■ **What to work on**
Take the material below and output exactly the run of lines from the one containing "pub struct OpenAiCompatibleProvider" down to the one containing "let headers = self.build_headers()?;", with both included.

■ **Data section**
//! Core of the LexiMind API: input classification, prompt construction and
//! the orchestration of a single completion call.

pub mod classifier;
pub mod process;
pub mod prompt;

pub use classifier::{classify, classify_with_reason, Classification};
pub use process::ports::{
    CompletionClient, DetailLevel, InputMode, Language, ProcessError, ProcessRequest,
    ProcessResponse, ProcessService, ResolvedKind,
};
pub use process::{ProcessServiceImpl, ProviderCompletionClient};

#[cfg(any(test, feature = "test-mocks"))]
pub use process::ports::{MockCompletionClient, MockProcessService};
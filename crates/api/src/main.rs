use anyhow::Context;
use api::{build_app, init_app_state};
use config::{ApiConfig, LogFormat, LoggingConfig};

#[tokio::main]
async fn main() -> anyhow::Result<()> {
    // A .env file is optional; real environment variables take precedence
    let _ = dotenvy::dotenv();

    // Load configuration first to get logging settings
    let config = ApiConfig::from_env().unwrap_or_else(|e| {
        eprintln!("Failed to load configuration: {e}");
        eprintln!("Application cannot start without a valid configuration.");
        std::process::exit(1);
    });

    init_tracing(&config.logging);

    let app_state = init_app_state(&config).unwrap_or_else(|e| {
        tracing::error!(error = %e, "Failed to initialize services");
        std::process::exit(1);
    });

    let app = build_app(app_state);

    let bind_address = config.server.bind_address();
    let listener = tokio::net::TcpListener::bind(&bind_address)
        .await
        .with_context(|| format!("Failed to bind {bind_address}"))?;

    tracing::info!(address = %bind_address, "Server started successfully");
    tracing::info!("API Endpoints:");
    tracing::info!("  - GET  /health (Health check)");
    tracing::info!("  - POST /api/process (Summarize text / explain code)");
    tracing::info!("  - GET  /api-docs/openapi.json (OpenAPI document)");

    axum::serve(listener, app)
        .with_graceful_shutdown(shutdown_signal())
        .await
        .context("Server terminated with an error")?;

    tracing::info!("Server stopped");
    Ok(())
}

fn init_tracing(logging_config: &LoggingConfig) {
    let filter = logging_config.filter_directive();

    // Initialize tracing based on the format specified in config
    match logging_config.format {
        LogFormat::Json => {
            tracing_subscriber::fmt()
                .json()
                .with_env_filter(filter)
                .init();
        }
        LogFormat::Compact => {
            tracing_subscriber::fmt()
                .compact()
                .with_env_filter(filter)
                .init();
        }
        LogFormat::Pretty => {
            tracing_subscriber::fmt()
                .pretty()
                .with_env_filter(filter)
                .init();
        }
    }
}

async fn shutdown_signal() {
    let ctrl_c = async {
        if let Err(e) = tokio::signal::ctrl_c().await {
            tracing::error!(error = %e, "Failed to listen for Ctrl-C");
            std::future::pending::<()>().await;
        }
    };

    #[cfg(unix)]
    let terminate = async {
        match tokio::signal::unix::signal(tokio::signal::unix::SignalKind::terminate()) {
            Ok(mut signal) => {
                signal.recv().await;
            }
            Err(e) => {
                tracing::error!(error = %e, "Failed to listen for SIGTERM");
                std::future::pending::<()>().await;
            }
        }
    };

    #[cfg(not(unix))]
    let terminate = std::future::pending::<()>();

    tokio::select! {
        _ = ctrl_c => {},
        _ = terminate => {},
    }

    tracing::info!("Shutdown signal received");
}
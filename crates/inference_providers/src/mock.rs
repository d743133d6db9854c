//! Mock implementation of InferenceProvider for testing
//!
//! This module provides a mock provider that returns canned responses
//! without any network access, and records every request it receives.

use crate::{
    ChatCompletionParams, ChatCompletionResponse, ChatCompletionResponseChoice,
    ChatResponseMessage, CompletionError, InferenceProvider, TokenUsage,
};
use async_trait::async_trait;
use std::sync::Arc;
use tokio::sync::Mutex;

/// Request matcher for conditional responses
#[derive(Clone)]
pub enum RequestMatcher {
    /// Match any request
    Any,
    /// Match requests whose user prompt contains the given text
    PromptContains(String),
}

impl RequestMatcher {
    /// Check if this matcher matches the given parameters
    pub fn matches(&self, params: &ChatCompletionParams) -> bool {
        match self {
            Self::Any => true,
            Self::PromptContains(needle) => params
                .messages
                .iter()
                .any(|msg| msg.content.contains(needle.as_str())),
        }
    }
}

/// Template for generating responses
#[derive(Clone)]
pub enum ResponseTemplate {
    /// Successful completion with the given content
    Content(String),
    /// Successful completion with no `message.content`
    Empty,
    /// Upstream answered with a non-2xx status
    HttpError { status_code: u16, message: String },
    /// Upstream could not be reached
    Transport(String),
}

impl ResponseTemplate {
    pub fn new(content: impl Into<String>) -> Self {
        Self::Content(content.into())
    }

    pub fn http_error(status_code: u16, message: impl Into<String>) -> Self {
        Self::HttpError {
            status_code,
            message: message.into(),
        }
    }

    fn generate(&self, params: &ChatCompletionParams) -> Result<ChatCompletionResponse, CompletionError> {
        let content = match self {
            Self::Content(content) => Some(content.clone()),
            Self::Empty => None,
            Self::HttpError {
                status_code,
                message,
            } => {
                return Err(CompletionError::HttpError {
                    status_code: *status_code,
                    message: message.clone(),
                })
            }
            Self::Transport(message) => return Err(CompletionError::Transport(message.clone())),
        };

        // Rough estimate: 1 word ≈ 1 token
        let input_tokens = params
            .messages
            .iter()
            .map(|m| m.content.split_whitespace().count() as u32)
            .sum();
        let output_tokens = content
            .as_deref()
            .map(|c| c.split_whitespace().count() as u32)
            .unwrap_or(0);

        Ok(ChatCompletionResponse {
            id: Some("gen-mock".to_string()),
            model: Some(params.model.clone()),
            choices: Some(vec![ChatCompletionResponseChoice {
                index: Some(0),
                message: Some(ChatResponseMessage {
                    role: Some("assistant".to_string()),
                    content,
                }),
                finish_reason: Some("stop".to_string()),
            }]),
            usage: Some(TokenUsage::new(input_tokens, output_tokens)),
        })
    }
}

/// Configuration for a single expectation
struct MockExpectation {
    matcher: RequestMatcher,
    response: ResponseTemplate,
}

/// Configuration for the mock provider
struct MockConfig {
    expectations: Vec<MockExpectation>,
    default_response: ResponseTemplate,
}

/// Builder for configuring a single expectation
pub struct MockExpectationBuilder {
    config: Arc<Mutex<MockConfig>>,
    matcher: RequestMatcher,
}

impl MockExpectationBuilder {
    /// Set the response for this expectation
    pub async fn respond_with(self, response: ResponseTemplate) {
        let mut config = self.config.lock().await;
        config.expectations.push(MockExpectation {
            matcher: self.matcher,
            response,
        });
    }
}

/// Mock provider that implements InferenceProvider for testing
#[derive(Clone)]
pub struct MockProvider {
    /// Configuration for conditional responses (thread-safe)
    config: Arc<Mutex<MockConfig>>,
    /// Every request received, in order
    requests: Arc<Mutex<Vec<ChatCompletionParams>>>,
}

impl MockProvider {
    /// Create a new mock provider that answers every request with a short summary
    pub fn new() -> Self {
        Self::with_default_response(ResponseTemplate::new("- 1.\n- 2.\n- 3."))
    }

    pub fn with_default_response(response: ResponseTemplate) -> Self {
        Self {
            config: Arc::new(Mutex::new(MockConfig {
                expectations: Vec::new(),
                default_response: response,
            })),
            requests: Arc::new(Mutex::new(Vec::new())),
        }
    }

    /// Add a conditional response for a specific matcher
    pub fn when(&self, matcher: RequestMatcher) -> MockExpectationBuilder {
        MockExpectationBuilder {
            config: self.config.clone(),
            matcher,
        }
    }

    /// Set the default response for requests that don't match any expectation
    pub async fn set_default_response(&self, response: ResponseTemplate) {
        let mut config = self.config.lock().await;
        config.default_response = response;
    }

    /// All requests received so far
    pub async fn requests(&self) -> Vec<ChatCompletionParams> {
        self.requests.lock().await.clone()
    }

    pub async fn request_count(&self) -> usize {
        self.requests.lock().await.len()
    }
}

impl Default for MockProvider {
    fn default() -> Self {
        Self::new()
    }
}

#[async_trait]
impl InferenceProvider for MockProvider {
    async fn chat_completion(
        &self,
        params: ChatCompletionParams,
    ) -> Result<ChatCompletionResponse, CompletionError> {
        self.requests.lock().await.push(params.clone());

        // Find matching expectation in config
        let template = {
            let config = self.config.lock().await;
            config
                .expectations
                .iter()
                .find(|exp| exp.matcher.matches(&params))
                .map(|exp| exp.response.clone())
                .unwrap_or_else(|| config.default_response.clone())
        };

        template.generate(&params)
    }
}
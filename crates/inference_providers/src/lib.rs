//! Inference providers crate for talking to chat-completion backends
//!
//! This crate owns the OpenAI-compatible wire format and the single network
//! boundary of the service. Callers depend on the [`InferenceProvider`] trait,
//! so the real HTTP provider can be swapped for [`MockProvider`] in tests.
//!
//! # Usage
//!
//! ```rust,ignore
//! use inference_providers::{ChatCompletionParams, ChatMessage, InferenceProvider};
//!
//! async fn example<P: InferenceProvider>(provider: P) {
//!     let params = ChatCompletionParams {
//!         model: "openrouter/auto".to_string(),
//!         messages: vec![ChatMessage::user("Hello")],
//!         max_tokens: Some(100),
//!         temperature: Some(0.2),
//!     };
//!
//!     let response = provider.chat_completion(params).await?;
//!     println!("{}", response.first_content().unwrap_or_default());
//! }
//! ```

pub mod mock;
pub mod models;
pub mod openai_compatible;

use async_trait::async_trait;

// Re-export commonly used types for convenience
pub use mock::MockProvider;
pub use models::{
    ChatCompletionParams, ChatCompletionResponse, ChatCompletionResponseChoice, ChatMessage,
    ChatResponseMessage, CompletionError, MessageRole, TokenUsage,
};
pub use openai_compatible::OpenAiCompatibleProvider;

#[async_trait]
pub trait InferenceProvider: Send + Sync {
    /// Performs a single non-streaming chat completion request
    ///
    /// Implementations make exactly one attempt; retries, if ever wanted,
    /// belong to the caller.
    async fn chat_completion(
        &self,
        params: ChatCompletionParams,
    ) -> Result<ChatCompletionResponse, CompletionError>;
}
...
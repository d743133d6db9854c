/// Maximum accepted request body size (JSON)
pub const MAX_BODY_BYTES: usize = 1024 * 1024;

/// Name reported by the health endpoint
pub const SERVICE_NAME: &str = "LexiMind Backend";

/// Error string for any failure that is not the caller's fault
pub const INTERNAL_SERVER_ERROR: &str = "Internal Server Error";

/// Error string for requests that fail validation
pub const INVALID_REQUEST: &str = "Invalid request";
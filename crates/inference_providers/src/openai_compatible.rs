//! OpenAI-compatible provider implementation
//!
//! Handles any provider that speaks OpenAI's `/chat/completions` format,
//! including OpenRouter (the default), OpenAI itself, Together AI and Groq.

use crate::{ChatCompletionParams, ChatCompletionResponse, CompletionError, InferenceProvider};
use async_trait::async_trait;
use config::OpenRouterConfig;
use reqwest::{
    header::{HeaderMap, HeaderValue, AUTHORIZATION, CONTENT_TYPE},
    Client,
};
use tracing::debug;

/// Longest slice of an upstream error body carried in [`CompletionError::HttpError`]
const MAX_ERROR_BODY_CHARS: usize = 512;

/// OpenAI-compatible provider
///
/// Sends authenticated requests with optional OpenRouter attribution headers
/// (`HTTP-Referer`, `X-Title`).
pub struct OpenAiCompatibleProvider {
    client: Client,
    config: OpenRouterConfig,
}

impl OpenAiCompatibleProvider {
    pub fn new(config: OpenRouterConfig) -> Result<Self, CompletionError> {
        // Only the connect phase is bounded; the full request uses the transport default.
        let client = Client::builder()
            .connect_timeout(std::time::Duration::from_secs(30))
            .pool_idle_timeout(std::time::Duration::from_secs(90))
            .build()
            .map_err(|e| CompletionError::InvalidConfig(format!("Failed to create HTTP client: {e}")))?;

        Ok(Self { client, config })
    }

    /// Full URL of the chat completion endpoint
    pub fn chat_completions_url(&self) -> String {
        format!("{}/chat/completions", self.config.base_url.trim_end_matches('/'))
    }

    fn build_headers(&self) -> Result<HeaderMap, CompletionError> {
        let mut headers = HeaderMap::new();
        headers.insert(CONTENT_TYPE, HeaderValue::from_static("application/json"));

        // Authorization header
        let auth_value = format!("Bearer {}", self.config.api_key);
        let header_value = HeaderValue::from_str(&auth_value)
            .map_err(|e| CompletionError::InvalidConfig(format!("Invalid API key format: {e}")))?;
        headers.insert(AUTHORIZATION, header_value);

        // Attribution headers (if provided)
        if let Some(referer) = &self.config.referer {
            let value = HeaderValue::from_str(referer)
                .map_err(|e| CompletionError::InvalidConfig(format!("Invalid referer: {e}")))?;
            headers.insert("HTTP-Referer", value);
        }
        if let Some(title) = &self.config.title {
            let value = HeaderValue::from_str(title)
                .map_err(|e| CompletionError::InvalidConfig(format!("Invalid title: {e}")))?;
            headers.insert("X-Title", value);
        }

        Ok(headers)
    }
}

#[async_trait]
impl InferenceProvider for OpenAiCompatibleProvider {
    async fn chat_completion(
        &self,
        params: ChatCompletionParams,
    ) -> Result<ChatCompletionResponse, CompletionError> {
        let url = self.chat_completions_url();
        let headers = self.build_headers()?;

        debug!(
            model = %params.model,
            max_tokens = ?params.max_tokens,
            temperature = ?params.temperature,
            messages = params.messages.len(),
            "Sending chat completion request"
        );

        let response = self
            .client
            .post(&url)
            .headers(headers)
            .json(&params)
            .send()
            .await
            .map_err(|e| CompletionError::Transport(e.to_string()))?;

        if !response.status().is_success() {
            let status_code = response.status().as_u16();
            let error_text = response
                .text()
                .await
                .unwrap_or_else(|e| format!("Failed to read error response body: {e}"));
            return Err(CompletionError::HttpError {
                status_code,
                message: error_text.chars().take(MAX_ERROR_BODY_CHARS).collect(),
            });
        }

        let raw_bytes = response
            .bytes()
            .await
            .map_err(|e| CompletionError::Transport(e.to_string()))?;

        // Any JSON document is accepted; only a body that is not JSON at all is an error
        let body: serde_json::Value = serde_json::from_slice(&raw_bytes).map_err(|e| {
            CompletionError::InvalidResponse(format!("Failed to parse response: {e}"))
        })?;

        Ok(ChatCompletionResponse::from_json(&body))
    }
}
---
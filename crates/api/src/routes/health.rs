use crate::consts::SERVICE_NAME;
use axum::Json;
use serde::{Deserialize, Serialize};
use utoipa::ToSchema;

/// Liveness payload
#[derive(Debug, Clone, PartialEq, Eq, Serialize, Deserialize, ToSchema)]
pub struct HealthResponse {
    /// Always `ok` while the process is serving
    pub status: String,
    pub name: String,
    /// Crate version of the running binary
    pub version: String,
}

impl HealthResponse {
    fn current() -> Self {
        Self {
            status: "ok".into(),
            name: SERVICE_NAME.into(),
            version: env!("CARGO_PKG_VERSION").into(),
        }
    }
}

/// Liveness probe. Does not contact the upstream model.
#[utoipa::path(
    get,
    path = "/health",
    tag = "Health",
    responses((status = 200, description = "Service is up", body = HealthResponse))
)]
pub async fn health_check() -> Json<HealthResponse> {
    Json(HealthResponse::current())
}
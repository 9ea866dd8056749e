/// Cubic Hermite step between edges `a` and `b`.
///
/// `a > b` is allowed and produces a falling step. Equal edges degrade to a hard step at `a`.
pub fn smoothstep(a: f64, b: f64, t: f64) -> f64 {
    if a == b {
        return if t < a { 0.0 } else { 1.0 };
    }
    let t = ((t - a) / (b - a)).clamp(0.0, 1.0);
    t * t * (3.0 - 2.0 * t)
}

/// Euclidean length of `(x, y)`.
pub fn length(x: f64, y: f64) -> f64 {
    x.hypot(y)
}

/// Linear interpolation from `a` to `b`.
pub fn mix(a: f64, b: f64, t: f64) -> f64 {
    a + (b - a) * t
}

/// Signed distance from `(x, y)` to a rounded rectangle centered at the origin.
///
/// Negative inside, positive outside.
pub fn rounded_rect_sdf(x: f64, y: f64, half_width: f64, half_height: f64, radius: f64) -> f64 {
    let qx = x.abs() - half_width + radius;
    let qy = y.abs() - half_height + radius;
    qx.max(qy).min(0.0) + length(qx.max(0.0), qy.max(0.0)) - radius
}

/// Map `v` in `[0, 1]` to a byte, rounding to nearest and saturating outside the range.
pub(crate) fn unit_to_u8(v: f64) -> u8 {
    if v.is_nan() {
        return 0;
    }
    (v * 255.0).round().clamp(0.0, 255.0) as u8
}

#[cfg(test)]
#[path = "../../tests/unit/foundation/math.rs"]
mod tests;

■ **Answer to the problem**
pub struct OpenAiCompatibleProvider {
    client: Client,
    config: OpenRouterConfig,
}

impl OpenAiCompatibleProvider {
    pub fn new(config: OpenRouterConfig) -> Result<Self, CompletionError> {
        // Only the connect phase is bounded; the full request uses the transport default.
        let client = Client::builder()
            .connect_timeout(std::time::Duration::from_secs(30))
            .pool_idle_timeout(std::time::Duration::from_secs(90))
            .build()
            .map_err(|e| CompletionError::InvalidConfig(format!("Failed to create HTTP client: {e}")))?;

        Ok(Self { client, config })
    }

    /// Full URL of the chat completion endpoint
    pub fn chat_completions_url(&self) -> String {
        format!("{}/chat/completions", self.config.base_url.trim_end_matches('/'))
    }

    fn build_headers(&self) -> Result<HeaderMap, CompletionError> {
        let mut headers = HeaderMap::new();
        headers.insert(CONTENT_TYPE, HeaderValue::from_static("application/json"));

        // Authorization header
        let auth_value = format!("Bearer {}", self.config.api_key);
        let header_value = HeaderValue::from_str(&auth_value)
            .map_err(|e| CompletionError::InvalidConfig(format!("Invalid API key format: {e}")))?;
        headers.insert(AUTHORIZATION, header_value);

        // Attribution headers (if provided)
        if let Some(referer) = &self.config.referer {
            let value = HeaderValue::from_str(referer)
                .map_err(|e| CompletionError::InvalidConfig(format!("Invalid referer: {e}")))?;
            headers.insert("HTTP-Referer", value);
        }
        if let Some(title) = &self.config.title {
            let value = HeaderValue::from_str(title)
                .map_err(|e| CompletionError::InvalidConfig(format!("Invalid title: {e}")))?;
            headers.insert("X-Title", value);
        }

        Ok(headers)
    }
}

#[async_trait]
impl InferenceProvider for OpenAiCompatibleProvider {
    async fn chat_completion(
        &self,
        params: ChatCompletionParams,
    ) -> Result<ChatCompletionResponse, CompletionError> {
        let url = self.chat_completions_url();
        let headers = self.build_headers()?;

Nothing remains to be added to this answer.